Она поощряла меня тем, что давала мне сосать свою грудь! Какой кошмар! Ничего, совершенно ничего кошмарного! Совершенно ничего кошмарного, Джанет. Странно это, просто очень странно, я и по сей день помню, каким был вкус ее молока, и совершенно не помню вкуса молока своей матери. Но ничего ужасного в этой памяти нет!

Брадобрей, говорил я сморщенному человеческому существу, брахмапутра, бастурма, бидон, бакалея, баклажан, ты мой, а мать его смеялась как безумная! Ну, ясно, почему смеялась, потому что тоже немного сходила с ума в одиночестве. Самолет, ячмень, патефон, бутерброд, громко выговаривал я изо всех сил, гречка, коромысло, тубус, дробь, дерево, пароход, сбруя, лампа, стон! А она смеется, а потом говорит мне, иди сюда!

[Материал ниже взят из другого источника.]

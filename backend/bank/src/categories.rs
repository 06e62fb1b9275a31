use chrono::Utc;
use rusqlite::{Connection, OptionalExtension, TransactionBehavior, params};

use crate::{
    database::Database,
    error::BankError,
    models::{CATEGORY_COLUMNS, Category, NewCategory},
};

pub(crate) fn fetch_category(conn: &Connection, id: i64) -> Result<Category, BankError> {
    conn.query_row(
        &format!("SELECT {CATEGORY_COLUMNS} FROM categories WHERE id = ?1"),
        [id],
        Category::from_row,
    )
    .optional()?
    .ok_or(BankError::NotFound("Category"))
}

pub(crate) fn fetch_optional_category(
    conn: &Connection,
    id: Option<i64>,
) -> Result<Option<Category>, BankError> {
    id.map(|id| fetch_category(conn, id)).transpose()
}

impl Database {
    pub async fn categories(&self) -> Result<Vec<Category>, BankError> {
        self.call(|conn| {
            let mut stmt =
                conn.prepare(&format!("SELECT {CATEGORY_COLUMNS} FROM categories ORDER BY name"))?;
            let categories = stmt
                .query_map([], Category::from_row)?
                .collect::<Result<Vec<_>, _>>()?;

            Ok(categories)
        })
        .await
    }

    pub async fn create_category(&self, category: NewCategory) -> Result<Category, BankError> {
        self.call(move |conn| {
            let tx = conn.transaction_with_behavior(TransactionBehavior::Immediate)?;

            let exists = tx
                .query_row(
                    "SELECT 1 FROM categories WHERE name = ?1 COLLATE NOCASE",
                    [&category.name],
                    |_| Ok(()),
                )
                .optional()?
                .is_some();
            if exists {
                return Err(BankError::Duplicate("Category"));
            }

            tx.execute(
                "INSERT INTO categories (name, description, icon, created_at) VALUES (?1, ?2, ?3, ?4)",
                params![category.name, category.description, category.icon, Utc::now()],
            )?;

            let created = fetch_category(&tx, tx.last_insert_rowid())?;
            tx.commit()?;

            Ok(created)
        })
        .await
    }

    pub async fn category_count(&self) -> Result<i64, BankError> {
        self.call(|conn| Ok(conn.query_row("SELECT COUNT(*) FROM categories", [], |row| row.get(0))?))
            .await
    }
}

#[cfg(test)]
mod tests {
    use super::*;
    use crate::database::tests::temp_database;

    fn category(name: &str) -> NewCategory {
        NewCategory {
            name: name.to_string(),
            description: None,
            icon: None,
        }
    }

    #[tokio::test]
    async fn lists_by_name() {
        let (_dir, database) = temp_database().await;

        for name in ["Vegetables", "Dairy", "Fruits"] {
            database.create_category(category(name)).await.unwrap();
        }

        let names: Vec<String> = database
            .categories()
            .await
            .unwrap()
            .into_iter()
            .map(|c| c.name)
            .collect();

        assert_eq!(names, ["Dairy", "Fruits", "Vegetables"]);
        assert_eq!(database.category_count().await.unwrap(), 3);
    }

    #[tokio::test]
    async fn rejects_duplicate_name() {
        let (_dir, database) = temp_database().await;
        database.create_category(category("Dairy")).await.unwrap();

        assert!(matches!(
            database.create_category(category("dairy")).await,
            Err(BankError::Duplicate("Category"))
        ));
    }
}
use chrono::{NaiveTime, Utc};
use rusqlite::{
    Connection, OptionalExtension, TransactionBehavior, params, params_from_iter, types::Value,
};
use tracing::info;

use crate::{
    categories::{fetch_category, fetch_optional_category},
    database::Database,
    error::BankError,
    models::{
        FoodImage, FoodPost, FoodPostDetail, FoodPostSummary, FoodPostUpdate, IMAGE_COLUMNS,
        NewFoodPost, POST_COLUMNS, PostFilter,
    },
    users::fetch_user,
};

/// Upper bound on rows returned by any listing.
pub const MAX_RESULTS: usize = 50;

pub(crate) fn fetch_post(conn: &Connection, id: i64) -> Result<FoodPost, BankError> {
    conn.query_row(
        &format!("SELECT {POST_COLUMNS} FROM food_posts p WHERE p.id = ?1"),
        [id],
        FoodPost::from_row,
    )
    .optional()?
    .ok_or(BankError::NotFound("Food post"))
}

pub(crate) fn post_exists(conn: &Connection, id: i64) -> Result<bool, BankError> {
    Ok(conn
        .query_row("SELECT 1 FROM food_posts WHERE id = ?1", [id], |_| Ok(()))
        .optional()?
        .is_some())
}

fn fetch_images(conn: &Connection, post_id: i64) -> Result<Vec<FoodImage>, BankError> {
    let mut stmt = conn.prepare(&format!(
        "SELECT {IMAGE_COLUMNS} FROM food_images WHERE food_post_id = ?1 ORDER BY id"
    ))?;
    let images = stmt
        .query_map([post_id], FoodImage::from_row)?
        .collect::<Result<Vec<_>, _>>()?;

    Ok(images)
}

fn detail(conn: &Connection, post: FoodPost) -> Result<FoodPostDetail, BankError> {
    Ok(FoodPostDetail {
        user: fetch_user(conn, post.user_id)?,
        category: fetch_optional_category(conn, post.category_id)?,
        images: fetch_images(conn, post.id)?,
        post,
    })
}

fn summary(conn: &Connection, post: FoodPost) -> Result<FoodPostSummary, BankError> {
    let images = fetch_images(conn, post.id)?;

    Ok(FoodPostSummary {
        user: fetch_user(conn, post.user_id)?,
        category: fetch_optional_category(conn, post.category_id)?,
        primary_image: primary_image(&images).cloned(),
        post,
    })
}

/// First image flagged primary, falling back to the first image.
pub fn primary_image(images: &[FoodImage]) -> Option<&FoodImage> {
    images
        .iter()
        .find(|image| image.is_primary)
        .or_else(|| images.first())
}

/// `%` and `_` in user input match literally.
fn like_pattern(query: &str) -> String {
    let mut pattern = String::with_capacity(query.len() + 2);
    pattern.push('%');
    for c in query.chars() {
        if matches!(c, '%' | '_' | '\\') {
            pattern.push('\\');
        }
        pattern.push(c);
    }
    pattern.push('%');

    pattern
}

fn check_owner(
    conn: &Connection,
    post_id: i64,
    caller_id: i64,
    action: &'static str,
) -> Result<(), BankError> {
    let owner: i64 = conn
        .query_row(
            "SELECT user_id FROM food_posts WHERE id = ?1",
            [post_id],
            |row| row.get(0),
        )
        .optional()?
        .ok_or(BankError::NotFound("Food post"))?;

    if owner != caller_id {
        return Err(BankError::Forbidden(action));
    }

    Ok(())
}

impl Database {
    pub async fn create_post(
        &self,
        owner_id: i64,
        new_post: NewFoodPost,
    ) -> Result<FoodPostDetail, BankError> {
        self.call(move |conn| {
            let tx = conn.transaction_with_behavior(TransactionBehavior::Immediate)?;

            if let Some(category_id) = new_post.category_id {
                fetch_category(&tx, category_id)?;
            }

            let now = Utc::now();
            tx.execute(
                "INSERT INTO food_posts (user_id, title, description, category_id, quantity, expiry_date, pickup_location, pickup_time_start, pickup_time_end, created_at, updated_at)
                 VALUES (?1, ?2, ?3, ?4, ?5, ?6, ?7, ?8, ?9, ?10, ?10)",
                params![
                    owner_id,
                    new_post.title,
                    new_post.description,
                    new_post.category_id,
                    new_post.quantity,
                    new_post.expiry_date,
                    new_post.pickup_location,
                    new_post.pickup_time_start,
                    new_post.pickup_time_end,
                    now,
                ],
            )?;
            let post_id = tx.last_insert_rowid();

            let has_primary = new_post.images.iter().any(|image| image.is_primary);
            for (index, image) in new_post.images.iter().enumerate() {
                tx.execute(
                    "INSERT INTO food_images (food_post_id, image_path, is_primary, created_at) VALUES (?1, ?2, ?3, ?4)",
                    params![
                        post_id,
                        image.image_path,
                        image.is_primary || (!has_primary && index == 0),
                        now,
                    ],
                )?;
            }

            let post = detail(&tx, fetch_post(&tx, post_id)?)?;
            tx.commit()?;

            info!(
                "User {owner_id} posted {post_id} with {} images",
                post.images.len()
            );

            Ok(post)
        })
        .await
    }

    pub async fn post(&self, id: i64) -> Result<FoodPostDetail, BankError> {
        self.call(move |conn| {
            let post = fetch_post(conn, id)?;
            detail(conn, post)
        })
        .await
    }

    pub async fn search_posts(&self, filter: PostFilter) -> Result<Vec<FoodPostSummary>, BankError> {
        self.call(move |conn| {
            let mut sql = format!(
                "SELECT {POST_COLUMNS} FROM food_posts p JOIN users u ON u.id = p.user_id WHERE 1 = 1"
            );
            let mut values: Vec<Value> = Vec::new();

            if let Some(query) = filter.query.as_deref().filter(|q| !q.is_empty()) {
                sql.push_str(
                    " AND (p.title LIKE ? ESCAPE '\\' OR p.description LIKE ? ESCAPE '\\')",
                );
                let pattern = like_pattern(query);
                values.push(Value::Text(pattern.clone()));
                values.push(Value::Text(pattern));
            }
            if let Some(category_id) = filter.category_id {
                sql.push_str(" AND p.category_id = ?");
                values.push(Value::Integer(category_id));
            }
            if let Some(city) = filter.city {
                sql.push_str(" AND u.city = ? COLLATE NOCASE");
                values.push(Value::Text(city));
            }
            if let Some(state) = filter.state {
                sql.push_str(" AND u.state = ? COLLATE NOCASE");
                values.push(Value::Text(state));
            }
            if let Some(is_available) = filter.is_available {
                sql.push_str(" AND p.is_available = ?");
                values.push(Value::Integer(is_available.into()));
            }

            sql.push_str(" ORDER BY p.id DESC LIMIT ?");
            values.push(Value::Integer(filter.limit.clamp(1, MAX_RESULTS) as i64));

            let posts = {
                let mut stmt = conn.prepare(&sql)?;
                let rows = stmt
                    .query_map(params_from_iter(values), FoodPost::from_row)?
                    .collect::<Result<Vec<_>, _>>()?;
                rows
            };

            posts.into_iter().map(|post| summary(conn, post)).collect()
        })
        .await
    }

    /// Fields left as `None` keep their stored value. Only the owner may
    /// update. The owner check and the write share one immediate transaction.
    pub async fn update_post(
        &self,
        id: i64,
        caller_id: i64,
        update: FoodPostUpdate,
    ) -> Result<FoodPostDetail, BankError> {
        self.call(move |conn| {
            let tx = conn.transaction_with_behavior(TransactionBehavior::Immediate)?;

            check_owner(&tx, id, caller_id, "update this post")?;

            if let Some(category_id) = update.category_id {
                fetch_category(&tx, category_id)?;
            }

            let (stored_start, stored_end): (Option<NaiveTime>, Option<NaiveTime>) =
                tx.query_row(
                    "SELECT pickup_time_start, pickup_time_end FROM food_posts WHERE id = ?1",
                    [id],
                    |row| Ok((row.get(0)?, row.get(1)?)),
                )?;
            let start = update.pickup_time_start.or(stored_start);
            let end = update.pickup_time_end.or(stored_end);
            if let (Some(start), Some(end)) = (start, end) {
                if start > end {
                    return Err(BankError::Invalid(
                        "Pickup window must start before it ends".to_string(),
                    ));
                }
            }

            tx.execute(
                "UPDATE food_posts SET
                    title = COALESCE(?2, title),
                    description = COALESCE(?3, description),
                    category_id = COALESCE(?4, category_id),
                    quantity = COALESCE(?5, quantity),
                    expiry_date = COALESCE(?6, expiry_date),
                    pickup_location = COALESCE(?7, pickup_location),
                    pickup_time_start = COALESCE(?8, pickup_time_start),
                    pickup_time_end = COALESCE(?9, pickup_time_end),
                    is_available = COALESCE(?10, is_available),
                    updated_at = ?11
                 WHERE id = ?1",
                params![
                    id,
                    update.title,
                    update.description,
                    update.category_id,
                    update.quantity,
                    update.expiry_date,
                    update.pickup_location,
                    update.pickup_time_start,
                    update.pickup_time_end,
                    update.is_available,
                    Utc::now(),
                ],
            )?;

            let post = detail(&tx, fetch_post(&tx, id)?)?;
            tx.commit()?;

            Ok(post)
        })
        .await
    }

    /// Removes the post and its images. Messages and reviews that mention
    /// it keep existing with the reference cleared.
    pub async fn delete_post(&self, id: i64, caller_id: i64) -> Result<(), BankError> {
        self.call(move |conn| {
            let tx = conn.transaction_with_behavior(TransactionBehavior::Immediate)?;

            check_owner(&tx, id, caller_id, "delete this post")?;
            let images = tx.execute("DELETE FROM food_images WHERE food_post_id = ?1", [id])?;
            tx.execute("DELETE FROM food_posts WHERE id = ?1", [id])?;
            tx.commit()?;

            info!("User {caller_id} deleted post {id} and {images} images");

            Ok(())
        })
        .await
    }
}
use axum::{
    Json,
    http::StatusCode,
    response::{IntoResponse, Response},
};
use bank::BankError;
use serde_json::json;
use thiserror::Error;
use tracing::error;

#[derive(Error, Debug)]
pub enum AppError {
    #[error("Malformed payload: {0}")]
    MalformedPayload(String),

    #[error("{0}")]
    BadRequest(String),

    #[error("Could not validate credentials")]
    Unauthorized,

    #[error("{0}")]
    Forbidden(String),

    #[error("{0}")]
    NotFound(String),

    #[error("{0}")]
    Conflict(String),

    #[error("Internal error: {0}")]
    InternalError(String),
}

impl From<BankError> for AppError {
    fn from(e: BankError) -> Self {
        match e {
            BankError::NotFound(_) => AppError::NotFound(e.to_string()),
            BankError::Unavailable | BankError::Duplicate(_) => AppError::Conflict(e.to_string()),
            BankError::OwnPost => AppError::BadRequest(e.to_string()),
            BankError::Invalid(reason) => AppError::BadRequest(reason),
            BankError::Forbidden(_) => AppError::Forbidden(e.to_string()),
            BankError::Sqlite(_) | BankError::Task(_) => AppError::InternalError(e.to_string()),
        }
    }
}

impl IntoResponse for AppError {
    fn into_response(self) -> Response {
        let status = match self {
            AppError::MalformedPayload { .. } | AppError::BadRequest { .. } => {
                StatusCode::BAD_REQUEST
            }
            AppError::Unauthorized => StatusCode::UNAUTHORIZED,
            AppError::Forbidden { .. } => StatusCode::FORBIDDEN,
            AppError::NotFound { .. } => StatusCode::NOT_FOUND,
            AppError::Conflict { .. } => StatusCode::CONFLICT,
            AppError::InternalError { .. } => StatusCode::INTERNAL_SERVER_ERROR,
        };

        let detail = match &self {
            AppError::InternalError(_) => {
                error!("{self}");
                "Internal server error".to_string()
            }
            _ => self.to_string(),
        };

        (status, Json(json!({ "detail": detail }))).into_response()
    }
}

Я подхожу на цыпочках. Она была большая, рыжая, с синеватыми навыкате глазами. Как сейчас помню, у нее была такая советская сорочка в желто-черную клеточку, она вообще носила отчего-то широкие мужские сорочки! Этот материал был на ощупь, знаете, мягонький такой, ворсяной.

И вот из рубашки навстречу мне она вынимает грудь! Белейшую, с редкими черными длинными волосиками, которые то там, то сям проросли на ней, мягкую, но при этом и упругую, с огромным соском, торчащим навылет, как пистолет. Она берет рукой мою голову, приближает к этому соску и просит дрожащим голосом, только не кусай, пожалуйста, мальчик, только не кусай.